The focus of this weeks reading was on the ever present media of HyperText. It permeates our lives and enables usages that people in previous decades could have only dreamed. Of course it would have an effect on literature.
Postmodernism arose in the mid 1900’s and lasted, arguably, until approximately the end of the 20th century, which roughly correlates with the onset of the digital age and the ascendancy of the World Wide Web. In the book Electronic Literacy, by Scott Rettberg, we find that the pioneers of early HyperText literature were deeply rooted in the scholarly analysis of major players in the postmodern literature, such as Thomas Pynchon. Viewing the themes that carried over into their work, notably a willingness to play and subvert established precepts in literature, such as the role of the author, the narrative structure, and the base assumptions inherent to the form of media itself, it is easy to say that those early works of electronic literature were children of postmodern literature.
In particular we can look at Robert Coover’s The Babysitter, an example of postermodern literature that paves the way for later HyperText literature. In The Babysitter, Coover weaves an acid trip of a tale toys with perception, chronology, the reliability of the narrator, and the very expectations we have from a story. Each paragraph long chunk of text is isolated from the rest, visually, by a unique marker, taking the shape of an asterisk amidst a set of quotation marks, that cues the reader in that there is a greater degree of separation than a typical line break that we’d see in other works. Each paragraph seems to be a piece of the story, but stolen from some alternate timeline, jumping from one location to another, one character’s perspective to another, sometimes blending seamlessly between the inner thoughts and realities of a character and other times completely contradicting the events of other paragraphs. The result is a possibility storm, rapid fire imagery of causation stemming from the most minute of decisions. The ludicrous scene of a middle-age woman being shoved back into her butter lubricated-girdle is juxtaposed ironically but poignantly with scenes of rape as clothing is forcibly added in the former and removed in the latter, only to contrasted again with the seemingly innocent act of the babysitter changing the clothes of her wards. The other thus not only connects the story fragments chronologically, but ties them together thematically. This “stream of consciousness” flow between different scenes results in a poetic feel, the sharp transitions allowing for sharp effect, where the story doesn’t always feel literal, but still fraught with meaning.

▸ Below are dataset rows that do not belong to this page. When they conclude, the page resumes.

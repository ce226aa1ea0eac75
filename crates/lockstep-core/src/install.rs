//! Installing an application from a rich lock into a prefix of its own.
//!
//! The lock's entry points end up as links in a shared bin directory, so the
//! application is callable without activating anything.

use crate::concurrency::ProjectLock;
use crate::relock::PLATFORM_PLACEHOLDER;
use crate::CoreError;
use lockstep_runtime::tools;
use lockstep_schema::{codec, raw_lock_platform, LockError, Platform};
use serde::Serialize;
use std::fs;
use std::path::{Path, PathBuf};
use tracing::{debug, info, warn};

#[cfg(unix)]
use std::os::unix::fs::symlink;
#[cfg(windows)]
use std::os::windows::fs::symlink_file as symlink;

#[cfg(windows)]
const PREFIX_BIN_DIR: &str = "Scripts";
#[cfg(not(windows))]
const PREFIX_BIN_DIR: &str = "bin";

const DOWNLOADED_LOCK: &str = "app.lock";

#[derive(Debug, Clone)]
pub struct InstallRequest {
    /// Path or URL of the lock. `{platform}` is replaced by the host platform.
    pub lock: String,
    pub package_name: Option<String>,
    /// Replaces the entry points recorded in the lock when non-empty.
    pub entry_points: Vec<String>,
    /// Each application gets the prefix `<install_dir>/<package>`.
    pub install_dir: PathBuf,
    pub bin_dir: PathBuf,
    pub conda: PathBuf,
    /// Replace entry points that already exist in `bin_dir`.
    pub force: bool,
}

impl InstallRequest {
    pub fn new(lock: impl Into<String>) -> Self {
        Self {
            lock: lock.into(),
            package_name: None,
            entry_points: Vec::new(),
            install_dir: default_install_dir(),
            bin_dir: default_bin_dir(),
            conda: PathBuf::from(tools::CONDA),
            force: false,
        }
    }
}

#[derive(Debug, Clone, Serialize)]
pub struct InstallReport {
    pub package_name: String,
    pub prefix: PathBuf,
    /// Links created in the bin directory.
    pub linked: Vec<PathBuf>,
    /// Entry points the installed prefix does not provide.
    pub missing: Vec<String>,
}

fn home_dir() -> PathBuf {
    std::env::var_os("HOME").map_or_else(std::env::temp_dir, PathBuf::from)
}

/// `~/.lockstep/apps`
pub fn default_install_dir() -> PathBuf {
    home_dir().join(".lockstep").join("apps")
}

/// `~/.local/bin`
pub fn default_bin_dir() -> PathBuf {
    home_dir().join(".local").join("bin")
}

fn check_plain_name(name: &str) -> Result<(), CoreError> {
    if name.is_empty() || name == "." || name == ".." || name.contains(['/', '\\']) {
        return Err(CoreError::InvalidEntryPoint(name.to_owned()));
    }
    Ok(())
}

fn is_remote(location: &str) -> bool {
    location.starts_with("https://") || location.starts_with("http://")
}

/// Local path of the lock, downloading it into `scratch` when remote.
fn fetch_lock(location: &str, scratch: &Path) -> Result<PathBuf, CoreError> {
    if !is_remote(location) {
        return Ok(PathBuf::from(location));
    }
    let destination = scratch.join(DOWNLOADED_LOCK);
    info!("downloading {location}");
    tools::curl_download(location, &destination)?;
    Ok(destination)
}

fn link_entry_points(
    prefix: &Path,
    bin_dir: &Path,
    entry_points: &[String],
) -> Result<(Vec<PathBuf>, Vec<String>), CoreError> {
    let mut linked = Vec::new();
    let mut missing = Vec::new();
    for name in entry_points {
        let source = prefix.join(PREFIX_BIN_DIR).join(name);
        if !source.exists() {
            warn!("{name} is not provided by {}", prefix.display());
            missing.push(name.clone());
            continue;
        }
        fs::create_dir_all(bin_dir)?;
        let target = bin_dir.join(name);
        if target.symlink_metadata().is_ok() {
            fs::remove_file(&target)?;
        }
        symlink(&source, &target)?;
        debug!("linked {} -> {}", target.display(), source.display());
        linked.push(target);
    }
    Ok((linked, missing))
}

/// Install the application described by a rich lock for this host.
///
/// Refuses to overwrite existing entry points in the bin directory unless
/// `force` is set; a lock solved for another platform is rejected before conda
/// runs.
pub fn install_app(request: &InstallRequest) -> Result<InstallReport, CoreError> {
    let platform = Platform::current().ok_or(CoreError::UnsupportedHost {
        os: std::env::consts::OS,
        arch: std::env::consts::ARCH,
    })?;
    let location = request.lock.replace(PLATFORM_PLACEHOLDER, platform.as_str());
    for name in &request.entry_points {
        check_plain_name(name)?;
    }

    fs::create_dir_all(&request.install_dir)?;
    let _lock = ProjectLock::acquire(&request.install_dir)?;
    let scratch = tempfile::Builder::new().prefix("lockstep-").tempdir()?;
    let lock_file = fetch_lock(&location, scratch.path())?;

    let decoded = codec::decode(&fs::read_to_string(&lock_file)?)?;
    let package_name =
        codec::resolve_package_name(&decoded, request.package_name.as_deref(), &location)?;
    check_plain_name(&package_name)?;
    if let Some(found) = raw_lock_platform(&decoded.header) {
        if found != platform {
            return Err(LockError::PlatformMismatch {
                expected: vec![platform],
                found: vec![found],
            }
            .into());
        }
    }

    let entry_points = if request.entry_points.is_empty() {
        decoded.metadata.map(|m| m.entry_points).unwrap_or_default()
    } else {
        request.entry_points.clone()
    };
    for name in &entry_points {
        check_plain_name(name)?;
    }
    if !request.force {
        let taken: Vec<String> = entry_points
            .iter()
            .filter(|name| request.bin_dir.join(name).symlink_metadata().is_ok())
            .cloned()
            .collect();
        if !taken.is_empty() {
            return Err(CoreError::EntryPointConflict {
                names: taken,
                dir: request.bin_dir.display().to_string(),
            });
        }
    }

    let prefix = request.install_dir.join(&package_name);
    info!("installing {package_name} into {}", prefix.display());
    tools::conda_create_in_prefix(&request.conda, &lock_file, &prefix)?;

    let (linked, missing) = link_entry_points(&prefix, &request.bin_dir, &entry_points)?;
    Ok(InstallReport {
        package_name,
        prefix,
        linked,
        missing,
    })
}

#[cfg(all(test, unix))]
mod tests {
    use super::*;
    use lockstep_schema::LockMetadata;
    use std::os::unix::fs::PermissionsExt;

    /// A conda stand-in that creates `<prefix>/bin/demo` and records its args.
    fn fake_conda(dir: &Path) -> PathBuf {
        let path = dir.join("conda");
        let script = r#"#!/bin/sh
echo "$@" > "$(dirname "$0")/conda-args"
while [ $# -gt 0 ]; do
  if [ "$1" = "--prefix" ]; then prefix="$2"; fi
  shift
done
mkdir -p "$prefix/bin"
printf '#!/bin/sh\n' > "$prefix/bin/demo"
"#;
        fs::write(&path, script).unwrap();
        fs::set_permissions(&path, fs::Permissions::from_mode(0o755)).unwrap();
        path
    }

    fn rich_lock(dir: &Path, platform: &Platform) -> PathBuf {
        let explicit = format!(
            "# platform: {platform}\n@EXPLICIT\nhttps://conda.anaconda.org/conda-forge/{platform}/demo-1.0-py_0.tar.bz2\n"
        );
        let metadata = LockMetadata {
            package_name: Some("demo".into()),
            entry_points: vec!["demo".into(), "demo-admin".into()],
            version: Some("1.0".into()),
            created_at: chrono::Utc::now(),
        };
        let path = dir.join(format!("demo-{platform}.lock"));
        fs::write(&path, codec::encode(&explicit, &metadata).unwrap()).unwrap();
        path
    }

    fn request(dir: &Path, lock: String) -> InstallRequest {
        InstallRequest {
            install_dir: dir.join("apps"),
            bin_dir: dir.join("bin"),
            conda: fake_conda(dir),
            ..InstallRequest::new(lock)
        }
    }

    #[test]
    fn installs_into_a_prefix_and_links_entry_points() {
        let Some(platform) = Platform::current() else {
            return;
        };
        let dir = tempfile::tempdir().unwrap();
        rich_lock(dir.path(), &platform);
        let template = dir.path().join("demo-{platform}.lock");
        let req = request(dir.path(), template.display().to_string());

        let report = install_app(&req).unwrap();
        assert_eq!(report.package_name, "demo");
        assert_eq!(report.prefix, dir.path().join("apps").join("demo"));
        assert_eq!(report.linked, [dir.path().join("bin").join("demo")]);
        assert_eq!(report.missing, ["demo-admin"]);
        assert_eq!(
            fs::read_link(dir.path().join("bin").join("demo")).unwrap(),
            report.prefix.join("bin").join("demo")
        );
        let args = fs::read_to_string(dir.path().join("conda-args")).unwrap();
        assert!(args.starts_with("create --yes --prefix"), "{args}");
    }

    #[test]
    fn existing_entry_points_need_force() {
        let Some(platform) = Platform::current() else {
            return;
        };
        let dir = tempfile::tempdir().unwrap();
        let lock = rich_lock(dir.path(), &platform);
        fs::create_dir_all(dir.path().join("bin")).unwrap();
        fs::write(dir.path().join("bin").join("demo"), "mine").unwrap();

        let mut req = request(dir.path(), lock.display().to_string());
        let err = install_app(&req).unwrap_err();
        assert!(matches!(err, CoreError::EntryPointConflict { ref names, .. } if names == &["demo"]));
        assert!(!dir.path().join("conda-args").exists());

        req.force = true;
        install_app(&req).unwrap();
        assert!(fs::symlink_metadata(dir.path().join("bin").join("demo"))
            .unwrap()
            .file_type()
            .is_symlink());
    }

    #[test]
    fn lock_for_another_platform_is_rejected() {
        let Some(host) = Platform::current() else {
            return;
        };
        let other = if host.as_str() == "win-64" {
            Platform::new("linux-64")
        } else {
            Platform::new("win-64")
        };
        let dir = tempfile::tempdir().unwrap();
        let lock = rich_lock(dir.path(), &other);

        let err = install_app(&request(dir.path(), lock.display().to_string())).unwrap_err();
        assert!(matches!(err, CoreError::Lock(LockError::PlatformMismatch { .. })), "{err}");
    }

    #[test]
    fn entry_points_must_be_plain_names() {
        if Platform::current().is_none() {
            return;
        }
        let dir = tempfile::tempdir().unwrap();
        let mut req = request(dir.path(), "unused.lock".into());
        req.entry_points = vec!["../escape".into()];
        let err = install_app(&req).unwrap_err();
        assert!(matches!(err, CoreError::InvalidEntryPoint(_)), "{err}");
        assert!(check_plain_name("demo-cli").is_ok());
        assert!(check_plain_name("..").is_err());
    }
}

Of course, all this is done with words on paper. The order of the fragments is stationary, and the reader, even as their brain is racing to piece together the story, is ultimately left in a passive role to be fed what the author gives them and find what meaning they can. What would the story have been like if Coover had made is creation in HyperText? The jumping between different timelines and simultaneous events at multiple locations could lend itself well to the medium, but would the effect be the same? Is the disorientation, the lack of control in the reader essential to the story? What extra level could be attained by adding multi-media, imagery, sound to add to the immersion of the experience? I think these were the sort of questions that drove HyperText authors to carry the same playfulness, the willingness to play with their tools and their medium into the digital age. Postermodernism gave us the permission leave behind traditional norms of literature, to challenge its limitations and create something new, and we’re still just seeing the beginning.